Molecular determinants of Ebola nucleocapsid stability from molecular dynamics simulations

Ebola virus (EBOV) is a human pathogen with the ability to cause hemorrhagic fever and bleeding diathesis in hosts. The life cycle of EBOV depends on its nucleocapsid. The nucleocapsid consists of a helical assembly of nucleoproteins (NPs) encapsidating single stranded viral RNA (ssRNA). Knowledge of the molecular determinants of Ebola nucleocapsid stability is essential for the development of therapeutics against EBOV. However, large degrees of freedom associated with the entire helical assembly pose a computational challenge, thereby limiting the previous simulation studies to the level of monomers.
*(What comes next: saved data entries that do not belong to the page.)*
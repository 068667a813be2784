//! # relay-server
//!
//! axum WebSocket transport with request/response correlation.
//!
//! - `GET /api/ws`: one session per client; text frames are decoded into
//!   requests, correlated with their connection and published on the bus
//! - Outbound dispatch: correlated responses go to the originating
//!   connection, everything else is broadcast to all connections
//! - `GET /api/rest`, `GET /health`, `GET /metrics`
//! - Graceful shutdown via `CancellationToken`

#![deny(unsafe_code)]

pub mod config;
pub mod correlation;
pub mod dispatch;
pub mod health;
pub mod server;
pub mod websocket;

pub use config::{CorrelationConfig, ServerConfig};
pub use correlation::CorrelationCache;
pub use dispatch::{Delivery, Dispatcher, RequestCache};
pub use server::{RelayServer, SHUTDOWN_MESSAGE, ServerHandle};
pub use websocket::connection::{ClientConnection, ConnectionState, DeliveryError};
pub use websocket::registry::ConnectionRegistry;
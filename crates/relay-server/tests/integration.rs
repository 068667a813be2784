//! End-to-end tests using real WebSocket clients.

use std::sync::Arc;
use std::time::Duration;

use bytes::Bytes;
use futures::{SinkExt, StreamExt};
use serde_json::{Value, json};
use tokio::time::timeout;
use tokio_tungstenite::connect_async;
use tokio_tungstenite::tungstenite::Message;

use relay_core::{BinaryResponse, EventBus, RequestKind, Response, ResponseBody};
use relay_server::{ConnectionRegistry, RelayServer, SHUTDOWN_MESSAGE, ServerConfig, ServerHandle};

const TIMEOUT: Duration = Duration::from_secs(5);
const QUIET: Duration = Duration::from_millis(200);

type WsStream =
    tokio_tungstenite::WebSocketStream<tokio_tungstenite::MaybeTlsStream<tokio::net::TcpStream>>;

struct TestServer {
    handle: ServerHandle,
    bus: EventBus,
    registry: Arc<ConnectionRegistry>,
}

impl TestServer {
    fn ws_url(&self) -> String {
        format!("ws://127.0.0.1:{}/api/ws", self.handle.port())
    }

    fn http_url(&self, path: &str) -> String {
        format!("http://127.0.0.1:{}{path}", self.handle.port())
    }

    async fn connect(&self) -> WsStream {
        let before = self.registry.len();
        let (ws, _) = connect_async(self.ws_url()).await.unwrap();
        wait_until(|| self.registry.len() > before).await;
        ws
    }
}

/// Boot a server with a tiny responder standing in for business logic.
async fn boot_server(config: ServerConfig) -> TestServer {
    let bus = EventBus::new(64);
    spawn_responder(bus.clone());

    let server = RelayServer::new(config, bus.clone());
    let registry = Arc::clone(server.registry());
    let handle = server.start().await.unwrap();
    TestServer {
        handle,
        bus,
        registry,
    }
}

fn spawn_responder(bus: EventBus) {
    let mut requests = bus.subscribe_requests();
    let _ = tokio::spawn(async move {
        while let Ok(request) = requests.recv().await {
            let id = request.id;
            match request.kind {
                RequestKind::Ping => {
                    let _ = bus.publish_response(Response::reply(id, ResponseBody::Pong));
                }
                RequestKind::GetFile { path, .. } => {
                    let _ = bus.publish_response(Response::reply(
                        id,
                        ResponseBody::FileInfo { path, size: 4 },
                    ));
                    let _ = bus.publish_binary(BinaryResponse::new(id, Bytes::from_static(b"data")));
                }
                other => {
                    let _ = bus.publish_response(Response::reply(
                        id,
                        ResponseBody::Error {
                            message: format!("unsupported: {}", other.name()),
                        },
                    ));
                }
            }
        }
    });
}

async fn wait_until(mut cond: impl FnMut() -> bool) {
    timeout(TIMEOUT, async {
        while !cond() {
            tokio::time::sleep(Duration::from_millis(10)).await;
        }
    })
    .await
    .expect("condition not reached in time");
}

/// Next text or binary frame, skipping control frames.
async fn next_frame(ws: &mut WsStream, wait: Duration) -> Option<Message> {
    timeout(wait, async {
        while let Some(msg) = ws.next().await {
            match msg.ok()? {
                m @ (Message::Text(_) | Message::Binary(_)) => return Some(m),
                Message::Close(_) => return None,
                _ => {}
            }
        }
        None
    })
    .await
    .ok()
    .flatten()
}

async fn recv_json(ws: &mut WsStream) -> Value {
    let msg = next_frame(ws, TIMEOUT).await.expect("expected a frame");
    serde_json::from_str(msg.to_text().unwrap()).unwrap()
}

async fn send(ws: &mut WsStream, value: Value) {
    ws.send(Message::text(value.to_string())).await.unwrap();
}

#[tokio::test]
async fn correlated_response_reaches_only_originator() {
    let server = boot_server(ServerConfig::default()).await;
    let mut a = server.connect().await;
    let mut b = server.connect().await;

    send(&mut a, json!({"id": 42, "kind": "ping"})).await;

    let reply = recv_json(&mut a).await;
    assert_eq!(reply["requestId"], 42);
    assert_eq!(reply["kind"], "pong");
    assert!(next_frame(&mut b, QUIET).await.is_none());
}

#[tokio::test]
async fn same_request_id_from_two_clients_last_writer_wins() {
    let server = boot_server(ServerConfig::default()).await;
    let mut a = server.connect().await;
    let mut b = server.connect().await;

    send(&mut a, json!({"id": 5, "kind": "list-watches"})).await;
    let first = recv_json(&mut a).await;
    assert_eq!(first["kind"], "error");

    send(&mut b, json!({"id": 5, "kind": "ping"})).await;
    let second = recv_json(&mut b).await;
    assert_eq!(second["kind"], "pong");
    assert!(next_frame(&mut a, QUIET).await.is_none());
}

#[tokio::test]
async fn uncorrelated_response_is_broadcast() {
    let server = boot_server(ServerConfig::default()).await;
    let mut a = server.connect().await;
    let mut b = server.connect().await;

    let _ = server
        .bus
        .publish_response(Response::broadcast(ResponseBody::Notification {
            message: "index rebuilt".into(),
        }));

    for ws in [&mut a, &mut b] {
        let msg = recv_json(ws).await;
        assert_eq!(msg["kind"], "notification");
        assert_eq!(msg["message"], "index rebuilt");
        assert!(msg.get("requestId").is_none());
    }
}

#[tokio::test]
async fn bad_request_is_broadcast_and_connection_survives() {
    let server = boot_server(ServerConfig::default()).await;
    let mut a = server.connect().await;
    let mut b = server.connect().await;

    a.send(Message::text("this is not json")).await.unwrap();

    for ws in [&mut a, &mut b] {
        let msg = recv_json(ws).await;
        assert_eq!(msg["kind"], "bad-request");
        assert_eq!(msg["requestId"], -1);
        assert_eq!(msg["message"], "Invalid request.");
    }

    send(&mut a, json!({"id": 1, "kind": "ping"})).await;
    assert_eq!(recv_json(&mut a).await["kind"], "pong");
}

#[tokio::test]
async fn binary_follows_its_header_and_reads_resume() {
    let server = boot_server(ServerConfig::default()).await;
    let mut a = server.connect().await;
    let mut b = server.connect().await;

    send(&mut a, json!({"id": 7, "kind": "get-file", "root": "/srv", "path": "a.txt"})).await;

    let header = recv_json(&mut a).await;
    assert_eq!(header["kind"], "file-info");
    assert_eq!(header["requestId"], 7);
    match next_frame(&mut a, TIMEOUT).await {
        Some(Message::Binary(data)) => assert_eq!(&data[..], b"data"),
        other => panic!("expected binary frame, got {other:?}"),
    }
    assert!(next_frame(&mut b, QUIET).await.is_none());

    send(&mut a, json!({"id": 8, "kind": "ping"})).await;
    let reply = recv_json(&mut a).await;
    assert_eq!(reply["requestId"], 8);
}

#[tokio::test]
async fn inbound_binary_is_ignored() {
    let server = boot_server(ServerConfig::default()).await;
    let mut a = server.connect().await;

    a.send(Message::Binary(Bytes::from_static(b"\x01\x02"))).await.unwrap();
    send(&mut a, json!({"id": 9, "kind": "ping"})).await;

    let reply = recv_json(&mut a).await;
    assert_eq!(reply["requestId"], 9);
}

#[tokio::test]
async fn disconnect_unregisters_client() {
    let server = boot_server(ServerConfig::default()).await;
    let mut a = server.connect().await;
    let _b = server.connect().await;
    assert_eq!(server.registry.len(), 2);

    a.close(None).await.unwrap();
    wait_until(|| server.registry.len() == 1).await;
}

#[tokio::test]
async fn health_reports_connections() {
    let server = boot_server(ServerConfig::default()).await;
    let _a = server.connect().await;
    let _b = server.connect().await;

    let body: Value = reqwest::get(server.http_url("/health"))
        .await
        .unwrap()
        .json()
        .await
        .unwrap();
    assert_eq!(body["status"], "ok");
    assert_eq!(body["connections"], 2);
}

#[tokio::test]
async fn connection_limit_rejects_upgrade() {
    let server = boot_server(ServerConfig {
        max_connections: 1,
        ..ServerConfig::default()
    })
    .await;
    let _a = server.connect().await;

    assert!(connect_async(server.ws_url()).await.is_err());
    assert_eq!(server.registry.len(), 1);
}

#[tokio::test]
async fn connection_limit_holds_under_a_burst() {
    let server = boot_server(ServerConfig {
        max_connections: 2,
        ..ServerConfig::default()
    })
    .await;

    let attempts: Vec<_> = (0..8).map(|_| connect_async(server.ws_url())).collect();
    let results = futures::future::join_all(attempts).await;
    let accepted: Vec<_> = results.into_iter().filter_map(Result::ok).collect();

    assert_eq!(accepted.len(), 2);
    wait_until(|| server.registry.len() == 2).await;
    tokio::time::sleep(QUIET).await;
    assert_eq!(server.registry.len(), 2);
}

#[tokio::test]
async fn closed_connection_frees_its_slot() {
    let server = boot_server(ServerConfig {
        max_connections: 1,
        ..ServerConfig::default()
    })
    .await;
    let mut a = server.connect().await;
    a.close(None).await.unwrap();
    wait_until(|| server.registry.is_empty()).await;

    let mut b = timeout(TIMEOUT, async {
        loop {
            if let Ok((ws, _)) = connect_async(server.ws_url()).await {
                return ws;
            }
            tokio::time::sleep(Duration::from_millis(10)).await;
        }
    })
    .await
    .expect("slot was never released");

    send(&mut b, json!({"id": 3, "kind": "ping"})).await;
    assert_eq!(recv_json(&mut b).await["kind"], "pong");
}

#[tokio::test]
async fn shutdown_notifies_then_disconnects_clients() {
    let server = boot_server(ServerConfig::default()).await;
    let mut a = server.connect().await;
    let mut b = server.connect().await;
    let registry = Arc::clone(&server.registry);

    server.handle.shutdown(TIMEOUT).await;

    for ws in [&mut a, &mut b] {
        let notice = recv_json(ws).await;
        assert_eq!(notice["kind"], "notification");
        assert_eq!(notice["message"], SHUTDOWN_MESSAGE);
        assert!(notice.get("requestId").is_none());
        assert!(next_frame(ws, TIMEOUT).await.is_none());
    }
    wait_until(|| registry.is_empty()).await;
}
In the present work, we have performed all atom molecular dynamics (MD) simulations of the helical assembly of EBOV nucleoproteins in the absence and presence of ssRNA. We found that ssRNA is essential for maintaining structural integrity of the nucleocapsid. Other molecular determinants observed to stabilize the nucleocapsid include NP-RNA, NP-NP interactions and ion distributions. Additionally, the position of different components of the nucleocapsid in the helical assembly governs the structural and dynamical behavior of the nucleocapsid. NP monomers present on the longitudinal edges of the helical tube are more exposed, flexible and have weaker NP-NP interactions than those residing in the center. This work provides key structural features stabilizing the nucleocapsid that may serve as therapeutic targets.